* Fashion and leather lfl Q4 sales 7 pct vs 3 pct in Q3
* Wines and spirits lfl Q4 sales 4 pct vs 9 pct in Q3
* LVMH says sees Q1 cognac sales to final customers up in China
By Astrid Wendlandt
PARIS, Jan 30 (Reuters) - LVMH, the world’s No.1 luxury group, enjoyed a step-up in demand for its flagship Louis Vuitton brand and other fashion labels in the fourth quarter and predicted cognac sales in China would improve in the current quarter to March.
Sales growth at LVMH’s fashion and leather good unit, its biggest business, accelerated to 7 percent in the quarter to Dec. 31 from 3 percent in the previous three months, beating analysts’ growth expectations of 4-5 percent.
“Results were in line, but the sequential pick-up at Louis Vuitton and the positive trend in cognac (expected in the first quarter) should be well received by the market,” said Antoine Belge, a luxury goods analyst at HSBC.
The owner of Hennessy cognac and fashion brand Dior said the profitability of Louis Vuitton, the group’s main cash cow, remained unchanged in 2013 and its upmarket repositioning progressed, but it admitted to production constraints.
“We have waiting lists that are getting longer,” Chief Executive Bernard Arnault said on Thursday at the group’s annual results presentation at its Paris headquarters, referring to Louis Vuitton, the No.1 luxury brand which generates more than 7 billion euros in annual sales.
When LVMH published its mid-year figures in July, there was concern about Louis Vuitton losing momentum after having enjoyed stellar growth for years.
Those worries continued to weigh on the group, leading its shares to be among the worst performers in the European luxury goods sector in 2013. Last year, LVMH shares lost 4.5 percent, while this month they are down 7.6 percent.
“Fashion and leather and Louis Vuitton growth accelerated which bodes well, but this did not result in margin expansion,” noted Bernstein luxury goods analyst Mario Ortelli.
LVMH’s improving fortunes contrasted with that of Italian rival Tod’s which published disappointing fourth-quarter figures on Wednesday, helping cement the view that major luxury brands such as Louis Vuitton and Kering’s Gucci were suffering from logo fatigue.
LVMH Finance Director Jean-Jacques Guiony estimated Louis Vuitton sales to Chinese consumers last year, both at home and abroad, rose 5 percent, well below the 10-20 percent growth rates the brand enjoyed in the country in previous years.
As Louis Vuitton put brakes on worldwide expansion, the numbers published for the brand are close to what its same-store sales growth would be, as they were previously boosted by shop openings, analysts say.

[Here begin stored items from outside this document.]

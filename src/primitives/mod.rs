// ============================================================================
// spark-reactive - Primitives Module
// Effects that observe proxies, and boxed references
// ============================================================================

pub mod effect;
pub mod reference;

// Re-export for convenience
pub use effect::{
    destroy_effect, effect, effect_root, effect_sync, effect_sync_with_cleanup, effect_tracking,
    effect_with_cleanup, update_effect, CleanupFn, EffectFn, EffectInner,
};
pub use reference::{is_ref, unref, Ref};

LVMH does not publish same-store sales for any of its brands.
Recurring profit from LVMH’s fashion and leather unit fell 4 percent to 3.14 billion euros in 2013, a drop the group blamed on investments in the retail networks and image of brands such as Fendi and Berluti.

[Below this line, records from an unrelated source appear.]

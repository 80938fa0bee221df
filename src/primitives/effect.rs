// ============================================================================
// spark-reactive - Effect System
// Side effects that re-run when the object keys and refs they read change
// ============================================================================
//
// Effects are the only reactions in this crate. A run collects every dep it
// reads; when the run ends those deps replace the previous set. An effect
// created while another one runs becomes its child and is destroyed when the
// parent re-runs or is disposed.
// ============================================================================

use std::any::Any;
use std::cell::{Cell, RefCell};
use std::ptr;
use std::rc::{Rc, Weak};

use crate::core::constants::{CLEAN, DESTROYED, DIRTY, EFFECT, ROOT_EFFECT, SYNC_EFFECT};
use crate::core::context::{with_context, RunFrame};
use crate::core::types::{AnyReaction, Dep};
use crate::reactivity::scheduling::schedule_reaction;
use crate::reactivity::tracking::{set_status, subscribe_all, unsubscribe_all};

/// Cleanup returned by an effect run, called before the next run and on
/// disposal.
pub type CleanupFn = Box<dyn FnOnce()>;

/// Effect body.
pub type EffectFn = Box<dyn FnMut() -> Option<CleanupFn>>;

// =============================================================================
// EFFECT INNER
// =============================================================================

pub struct EffectInner {
    flags: Cell<u32>,

    /// Taken out while running, so a re-entrant write never double-borrows it
    func: RefCell<Option<EffectFn>>,

    teardown: RefCell<Option<CleanupFn>>,

    /// Deps installed by the last completed run
    deps: RefCell<Vec<Rc<Dep>>>,

    parent: RefCell<Weak<EffectInner>>,

    /// Effects created by the last run, owned here
    children: RefCell<Vec<Rc<EffectInner>>>,

    this: Weak<EffectInner>,
}

impl EffectInner {
    /// Create an effect that has not run yet (`DIRTY`).
    pub fn new(flags: u32, func: Option<EffectFn>) -> Rc<Self> {
        Rc::new_cyclic(|this| Self {
            flags: Cell::new(flags | DIRTY),
            func: RefCell::new(func),
            teardown: RefCell::new(None),
            deps: RefCell::new(Vec::new()),
            parent: RefCell::new(Weak::new()),
            children: RefCell::new(Vec::new()),
            this: this.clone(),
        })
    }

    pub fn parent(&self) -> Option<Rc<EffectInner>> {
        self.parent.borrow().upgrade()
    }

    pub fn children(&self) -> Vec<Rc<EffectInner>> {
        self.children.borrow().clone()
    }

    pub fn is_root(&self) -> bool {
        self.flags.get() & ROOT_EFFECT != 0
    }

    fn as_reaction(self: &Rc<Self>) -> Rc<dyn AnyReaction> {
        self.clone()
    }

    fn run_teardown(&self) {
        let teardown = self.teardown.borrow_mut().take();
        if let Some(cleanup) = teardown {
            cleanup();
        }
    }
}

impl Drop for EffectInner {
    fn drop(&mut self) {
        if let Some(cleanup) = self.teardown.get_mut().take() {
            cleanup();
        }
    }
}

impl AnyReaction for EffectInner {
    fn flags(&self) -> u32 {
        self.flags.get()
    }

    fn set_flags(&self, flags: u32) {
        self.flags.set(flags);
    }

    fn dep_count(&self) -> usize {
        self.deps.borrow().len()
    }

    fn take_deps(&self) -> Vec<Rc<Dep>> {
        self.deps.take()
    }

    fn set_deps(&self, deps: Vec<Rc<Dep>>) {
        *self.deps.borrow_mut() = deps;
    }

    fn run(&self) {
        if let Some(this) = self.this.upgrade() {
            update_effect(&this);
        }
    }

    fn as_any(&self) -> &dyn Any {
        self
    }
}

// =============================================================================
// EFFECT TREE
// =============================================================================

fn adopt(parent: &Rc<EffectInner>, child: &Rc<EffectInner>) {
    *child.parent.borrow_mut() = Rc::downgrade(parent);
    parent.children.borrow_mut().push(child.clone());
}

fn detach(effect: &EffectInner) {
    let parent = effect.parent.replace(Weak::new()).upgrade();
    if let Some(parent) = parent {
        parent
            .children
            .borrow_mut()
            .retain(|child| !ptr::eq(Rc::as_ptr(child), effect));
    }
}

fn destroy_children(effect: &EffectInner) {
    // Detached up front, a child's teardown may create or dispose effects
    let children = effect.children.take();
    for child in children {
        *child.parent.borrow_mut() = Weak::new();
        destroy_effect(&child);
    }
}

/// Dispose an effect and its children.
///
/// Unsubscribes it, runs its teardown and removes it from its parent.
/// Disposing twice is a no-op.
pub fn destroy_effect(effect: &Rc<EffectInner>) {
    if effect.is_destroyed() {
        return;
    }

    destroy_children(effect);
    unsubscribe_all(&effect.as_reaction());
    set_status(&**effect, DESTROYED);
    effect.run_teardown();
    detach(effect);

    let func = effect.func.borrow_mut().take();
    drop(func);
}

// =============================================================================
// RUN
// =============================================================================

/// Leaves the run frame and installs the collected deps, panics included.
struct RunGuard<'a> {
    effect: &'a Rc<EffectInner>,
    frame: Option<RunFrame>,
}

impl Drop for RunGuard<'_> {
    fn drop(&mut self) {
        let Some(frame) = self.frame.take() else {
            return;
        };
        let deps = with_context(|ctx| ctx.exit_run(frame));

        // Disposed from inside its own run
        if !self.effect.is_destroyed() {
            subscribe_all(&self.effect.as_reaction(), deps);
        }
    }
}

/// Run an effect now and re-collect its dependencies.
///
/// Children and the previous teardown go first. The effect is marked clean
/// before its body runs, so a write to something it already depends on
/// queues it again.
pub fn update_effect(effect: &Rc<EffectInner>) {
    if effect.is_destroyed() {
        return;
    }

    set_status(&**effect, CLEAN);
    destroy_children(effect);
    effect.run_teardown();

    let reaction = effect.as_reaction();
    let frame = with_context(|ctx| ctx.enter_run(Rc::downgrade(&reaction)));
    let guard = RunGuard {
        effect,
        frame: Some(frame),
    };

    let func = effect.func.borrow_mut().take();
    let teardown = match func {
        Some(mut func) => {
            let teardown = func();
            if !effect.is_destroyed() {
                *effect.func.borrow_mut() = Some(func);
            }
            teardown
        }
        None => None,
    };

    drop(guard);

    if effect.is_destroyed() {
        if let Some(cleanup) = teardown {
            cleanup();
        }
        return;
    }

    *effect.teardown.borrow_mut() = teardown;
}

// =============================================================================
// PUBLIC API
// =============================================================================

/// Create an effect that re-runs whenever something it read changes.
///
/// Reactive keys and refs read in the body are tracked. Returns a dispose
/// function. The effect lives as long as the dispose function or its parent
/// effect.
///
/// # Example
///
/// ```
/// use spark_reactive::{effect, object, reactive};
/// use std::cell::Cell;
/// use std::rc::Rc;
///
/// let state = reactive(object! { "count" => 0 });
/// let seen = Rc::new(Cell::new(0.0));
///
/// let dispose = effect({
///     let state = state.clone();
///     let seen = seen.clone();
///     move || seen.set(state.get("count").as_number().unwrap_or(0.0))
/// });
///
/// state.set("count", 1);
/// assert_eq!(seen.get(), 1.0);
///
/// dispose();
/// state.set("count", 2);
/// assert_eq!(seen.get(), 1.0);
/// ```
pub fn effect<F>(mut f: F) -> impl FnOnce()
where
    F: FnMut() + 'static,
{
    effect_with_cleanup(move || {
        f();
        None
    })
}

/// Like `effect`, with a cleanup returned from each run.
pub fn effect_with_cleanup<F>(f: F) -> impl FnOnce()
where
    F: FnMut() -> Option<CleanupFn> + 'static,
{
    let effect = create_effect(EFFECT, Box::new(f), false);
    move || destroy_effect(&effect)
}

/// Create an effect whose first run happens immediately, even inside a
/// batch or flush. Later runs are scheduled like any other effect.
pub fn effect_sync<F>(mut f: F) -> impl FnOnce()
where
    F: FnMut() + 'static,
{
    effect_sync_with_cleanup(move || {
        f();
        None
    })
}

pub fn effect_sync_with_cleanup<F>(f: F) -> impl FnOnce()
where
    F: FnMut() -> Option<CleanupFn> + 'static,
{
    let effect = create_effect(EFFECT | SYNC_EFFECT, Box::new(f), true);
    move || destroy_effect(&effect)
}

/// Run `f` once as the owner of every effect it creates.
///
/// The returned function disposes them all. A root is never the child of
/// the effect it was created in.
pub fn effect_root<F>(f: F) -> impl FnOnce()
where
    F: FnOnce() + 'static,
{
    let mut f = Some(f);
    let effect = create_effect(
        ROOT_EFFECT,
        Box::new(move || {
            if let Some(f) = f.take() {
                f();
            }
            None
        }),
        true,
    );
    move || destroy_effect(&effect)
}

/// True while an effect body is running.
pub fn effect_tracking() -> bool {
    with_context(|ctx| ctx.has_active_effect())
}

fn create_effect(flags: u32, func: EffectFn, run_now: bool) -> Rc<EffectInner> {
    let effect = EffectInner::new(flags, Some(func));

    if !effect.is_root() {
        let parent = with_context(|ctx| ctx.active_effect()).and_then(|active| {
            active
                .as_any()
                .downcast_ref::<EffectInner>()
                .and_then(|parent| parent.this.upgrade())
        });
        if let Some(parent) = parent {
            adopt(&parent, &effect);
        }
    }

    if run_now {
        update_effect(&effect);
    } else {
        schedule_reaction(effect.clone());
    }

    effect
}

// =============================================================================
// TESTS
// =============================================================================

Asked about LVMH’s acquisition strategy going forward, Arnault said the group was open to strategic opportunities but was not studying any target at the moment.
LVMH said it expected sales to end-customers in China to be “positive” in the first quarter after having joined the ranks of rivals Diageo Pernod Ricard and Remy Cointreau which suffered from lower demand for premium spirits in China.
Sales growth at the group’s wines and spirits unit fell to 4 percent from 9 percent between the third and fourth quarter.
“Consumption of luxury goods has slowed down in China, particularly in wines and spirits and the sales of cognac have been affected,” Arnault said, admitting that cognac stocks in China had been too high compared to the end-demand.
LVMH’s overall sales figures benefited from strong growth at its duty-free and Sephora cosmetics retail chain as organic sales rose 17 percent in 2013.
Arnault said Sephora was on its way to becoming the biggest distributor of perfume and cosmetics in the United States where sales had been rising in “double digit” terms.
The group said it had 150 Sephora shops in China and was opening about 30 shops a year in that country, where it added Sephora was profitable.
LVMH’s annual sales reached 29.15 billion euros in 2013, roughly in line with forecasts, while profit from recurring operations rose 2 percent to 6.02 billion, compared with a 13 percent rise the previous year. The group’s operating margin slipped to 20.7 percent from 21.1 percent in 2012.